§ TASK REQUIREMENTS
One number alone answers this: the count of lines below in which the word "value" is found.

##############################

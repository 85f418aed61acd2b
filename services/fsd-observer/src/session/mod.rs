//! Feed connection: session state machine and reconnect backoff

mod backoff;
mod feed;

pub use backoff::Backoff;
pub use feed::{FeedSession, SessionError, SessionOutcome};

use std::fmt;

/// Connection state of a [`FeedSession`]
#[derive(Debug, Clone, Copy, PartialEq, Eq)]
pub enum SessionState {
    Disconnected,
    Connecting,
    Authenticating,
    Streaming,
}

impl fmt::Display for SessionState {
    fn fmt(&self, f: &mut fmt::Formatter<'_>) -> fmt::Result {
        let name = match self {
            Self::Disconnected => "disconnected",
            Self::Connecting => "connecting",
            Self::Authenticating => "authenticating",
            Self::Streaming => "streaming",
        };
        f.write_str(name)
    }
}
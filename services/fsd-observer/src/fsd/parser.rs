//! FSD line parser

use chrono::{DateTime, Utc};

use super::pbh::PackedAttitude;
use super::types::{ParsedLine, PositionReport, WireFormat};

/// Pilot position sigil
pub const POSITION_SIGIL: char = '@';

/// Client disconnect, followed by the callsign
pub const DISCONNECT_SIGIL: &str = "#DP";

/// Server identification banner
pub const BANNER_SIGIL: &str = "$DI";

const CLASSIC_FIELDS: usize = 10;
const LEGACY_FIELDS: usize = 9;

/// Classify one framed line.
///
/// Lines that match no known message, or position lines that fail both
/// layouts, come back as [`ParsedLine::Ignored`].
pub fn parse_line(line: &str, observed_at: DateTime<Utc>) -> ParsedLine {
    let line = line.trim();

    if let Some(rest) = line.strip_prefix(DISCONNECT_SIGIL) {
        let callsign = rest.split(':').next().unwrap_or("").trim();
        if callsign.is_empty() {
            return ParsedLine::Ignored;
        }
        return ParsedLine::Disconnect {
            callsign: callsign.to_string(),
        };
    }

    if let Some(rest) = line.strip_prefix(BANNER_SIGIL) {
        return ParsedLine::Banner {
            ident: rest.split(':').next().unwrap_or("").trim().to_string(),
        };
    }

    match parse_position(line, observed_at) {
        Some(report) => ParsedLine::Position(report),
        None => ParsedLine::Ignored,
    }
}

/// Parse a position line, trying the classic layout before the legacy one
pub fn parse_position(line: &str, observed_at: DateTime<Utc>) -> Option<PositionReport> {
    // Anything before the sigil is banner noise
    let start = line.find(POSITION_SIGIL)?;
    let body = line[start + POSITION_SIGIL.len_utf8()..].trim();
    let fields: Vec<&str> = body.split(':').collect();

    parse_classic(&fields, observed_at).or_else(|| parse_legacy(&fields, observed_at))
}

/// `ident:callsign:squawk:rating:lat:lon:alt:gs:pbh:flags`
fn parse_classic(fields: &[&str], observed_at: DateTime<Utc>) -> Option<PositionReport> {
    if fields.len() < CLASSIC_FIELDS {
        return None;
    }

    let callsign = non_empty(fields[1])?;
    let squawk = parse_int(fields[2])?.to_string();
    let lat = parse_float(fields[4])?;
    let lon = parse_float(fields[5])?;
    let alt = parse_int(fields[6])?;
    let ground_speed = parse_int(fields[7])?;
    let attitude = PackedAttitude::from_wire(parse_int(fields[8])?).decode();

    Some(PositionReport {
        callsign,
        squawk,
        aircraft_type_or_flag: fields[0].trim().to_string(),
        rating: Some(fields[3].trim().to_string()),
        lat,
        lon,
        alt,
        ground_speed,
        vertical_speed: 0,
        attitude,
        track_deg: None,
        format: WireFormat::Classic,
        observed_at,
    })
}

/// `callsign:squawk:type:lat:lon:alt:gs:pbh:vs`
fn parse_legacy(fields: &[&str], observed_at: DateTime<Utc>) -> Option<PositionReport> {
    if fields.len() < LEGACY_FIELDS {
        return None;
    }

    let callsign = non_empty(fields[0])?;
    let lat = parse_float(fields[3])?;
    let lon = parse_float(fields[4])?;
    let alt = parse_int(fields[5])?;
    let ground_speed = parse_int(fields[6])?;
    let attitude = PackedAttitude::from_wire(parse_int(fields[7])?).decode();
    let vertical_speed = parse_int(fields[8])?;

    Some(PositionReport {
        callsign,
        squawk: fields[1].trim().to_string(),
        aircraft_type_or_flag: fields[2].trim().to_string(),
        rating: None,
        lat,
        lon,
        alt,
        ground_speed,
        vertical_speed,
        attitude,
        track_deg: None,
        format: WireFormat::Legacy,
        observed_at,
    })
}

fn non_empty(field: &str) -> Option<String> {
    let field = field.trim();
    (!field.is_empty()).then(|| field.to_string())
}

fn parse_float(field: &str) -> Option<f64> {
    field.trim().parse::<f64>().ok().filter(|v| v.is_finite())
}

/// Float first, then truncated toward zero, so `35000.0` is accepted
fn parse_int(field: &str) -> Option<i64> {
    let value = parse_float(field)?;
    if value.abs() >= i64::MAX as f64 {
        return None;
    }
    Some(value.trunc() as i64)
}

##############################

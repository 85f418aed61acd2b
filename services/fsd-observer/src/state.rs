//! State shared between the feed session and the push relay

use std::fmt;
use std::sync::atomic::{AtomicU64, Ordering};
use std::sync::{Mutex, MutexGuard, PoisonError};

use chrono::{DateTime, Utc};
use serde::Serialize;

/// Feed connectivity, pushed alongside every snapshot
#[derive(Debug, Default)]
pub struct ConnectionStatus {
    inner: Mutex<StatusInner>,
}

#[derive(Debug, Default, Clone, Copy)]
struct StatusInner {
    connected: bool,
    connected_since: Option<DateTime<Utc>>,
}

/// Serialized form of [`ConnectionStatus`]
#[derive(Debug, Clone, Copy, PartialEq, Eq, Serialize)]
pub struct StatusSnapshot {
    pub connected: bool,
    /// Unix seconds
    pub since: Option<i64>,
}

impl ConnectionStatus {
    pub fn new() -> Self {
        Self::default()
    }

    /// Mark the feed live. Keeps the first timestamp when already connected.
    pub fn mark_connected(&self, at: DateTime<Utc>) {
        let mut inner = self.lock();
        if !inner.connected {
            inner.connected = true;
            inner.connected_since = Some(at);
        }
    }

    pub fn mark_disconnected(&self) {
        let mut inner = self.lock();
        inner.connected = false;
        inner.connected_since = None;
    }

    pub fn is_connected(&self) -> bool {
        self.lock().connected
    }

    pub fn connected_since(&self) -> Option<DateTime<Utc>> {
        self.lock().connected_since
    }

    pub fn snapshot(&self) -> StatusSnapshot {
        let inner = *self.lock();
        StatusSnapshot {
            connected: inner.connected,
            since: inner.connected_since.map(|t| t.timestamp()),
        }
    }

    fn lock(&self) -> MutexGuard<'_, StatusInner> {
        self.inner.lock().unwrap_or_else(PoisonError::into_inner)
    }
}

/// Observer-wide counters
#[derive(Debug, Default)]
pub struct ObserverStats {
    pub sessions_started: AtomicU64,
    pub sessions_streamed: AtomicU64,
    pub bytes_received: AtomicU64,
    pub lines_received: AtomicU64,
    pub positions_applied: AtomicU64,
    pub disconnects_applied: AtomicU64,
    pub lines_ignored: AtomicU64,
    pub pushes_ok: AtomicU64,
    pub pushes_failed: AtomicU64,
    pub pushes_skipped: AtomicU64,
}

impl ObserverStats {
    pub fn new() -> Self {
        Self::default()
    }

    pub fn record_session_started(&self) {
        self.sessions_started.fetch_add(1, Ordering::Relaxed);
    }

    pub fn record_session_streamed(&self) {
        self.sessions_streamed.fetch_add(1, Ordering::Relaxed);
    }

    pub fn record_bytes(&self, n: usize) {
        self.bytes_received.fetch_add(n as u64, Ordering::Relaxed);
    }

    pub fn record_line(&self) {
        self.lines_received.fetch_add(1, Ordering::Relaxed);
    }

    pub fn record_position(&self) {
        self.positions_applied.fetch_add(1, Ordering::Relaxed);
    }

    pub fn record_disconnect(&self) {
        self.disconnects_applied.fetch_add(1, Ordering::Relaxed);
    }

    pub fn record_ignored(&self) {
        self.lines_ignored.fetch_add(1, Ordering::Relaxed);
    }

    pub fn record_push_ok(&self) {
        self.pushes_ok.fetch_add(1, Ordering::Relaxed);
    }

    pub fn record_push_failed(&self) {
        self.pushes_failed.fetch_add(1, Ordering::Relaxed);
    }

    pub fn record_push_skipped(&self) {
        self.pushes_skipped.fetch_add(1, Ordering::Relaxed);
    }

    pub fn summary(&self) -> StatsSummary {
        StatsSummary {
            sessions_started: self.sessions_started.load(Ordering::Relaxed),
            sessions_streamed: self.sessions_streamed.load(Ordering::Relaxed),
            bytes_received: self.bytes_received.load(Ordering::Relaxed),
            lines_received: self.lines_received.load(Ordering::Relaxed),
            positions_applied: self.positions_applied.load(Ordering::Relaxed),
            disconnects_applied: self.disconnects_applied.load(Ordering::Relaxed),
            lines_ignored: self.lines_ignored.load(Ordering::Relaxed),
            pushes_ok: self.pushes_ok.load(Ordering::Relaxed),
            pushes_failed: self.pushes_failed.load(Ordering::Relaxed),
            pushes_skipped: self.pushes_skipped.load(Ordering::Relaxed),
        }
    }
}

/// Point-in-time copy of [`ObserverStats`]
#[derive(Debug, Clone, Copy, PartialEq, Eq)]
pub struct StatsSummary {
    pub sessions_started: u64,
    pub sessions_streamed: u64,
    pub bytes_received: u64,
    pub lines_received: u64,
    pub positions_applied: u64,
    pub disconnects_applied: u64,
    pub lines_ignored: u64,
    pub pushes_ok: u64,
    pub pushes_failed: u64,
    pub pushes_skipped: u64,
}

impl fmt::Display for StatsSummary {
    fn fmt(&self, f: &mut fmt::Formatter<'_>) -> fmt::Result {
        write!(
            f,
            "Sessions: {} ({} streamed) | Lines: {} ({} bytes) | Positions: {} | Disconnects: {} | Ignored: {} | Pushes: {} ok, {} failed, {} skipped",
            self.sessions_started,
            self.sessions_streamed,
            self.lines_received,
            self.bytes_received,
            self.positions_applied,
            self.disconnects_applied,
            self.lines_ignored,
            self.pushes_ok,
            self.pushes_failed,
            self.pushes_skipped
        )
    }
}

##############################

§ REPLY TO THE EXERCISE
3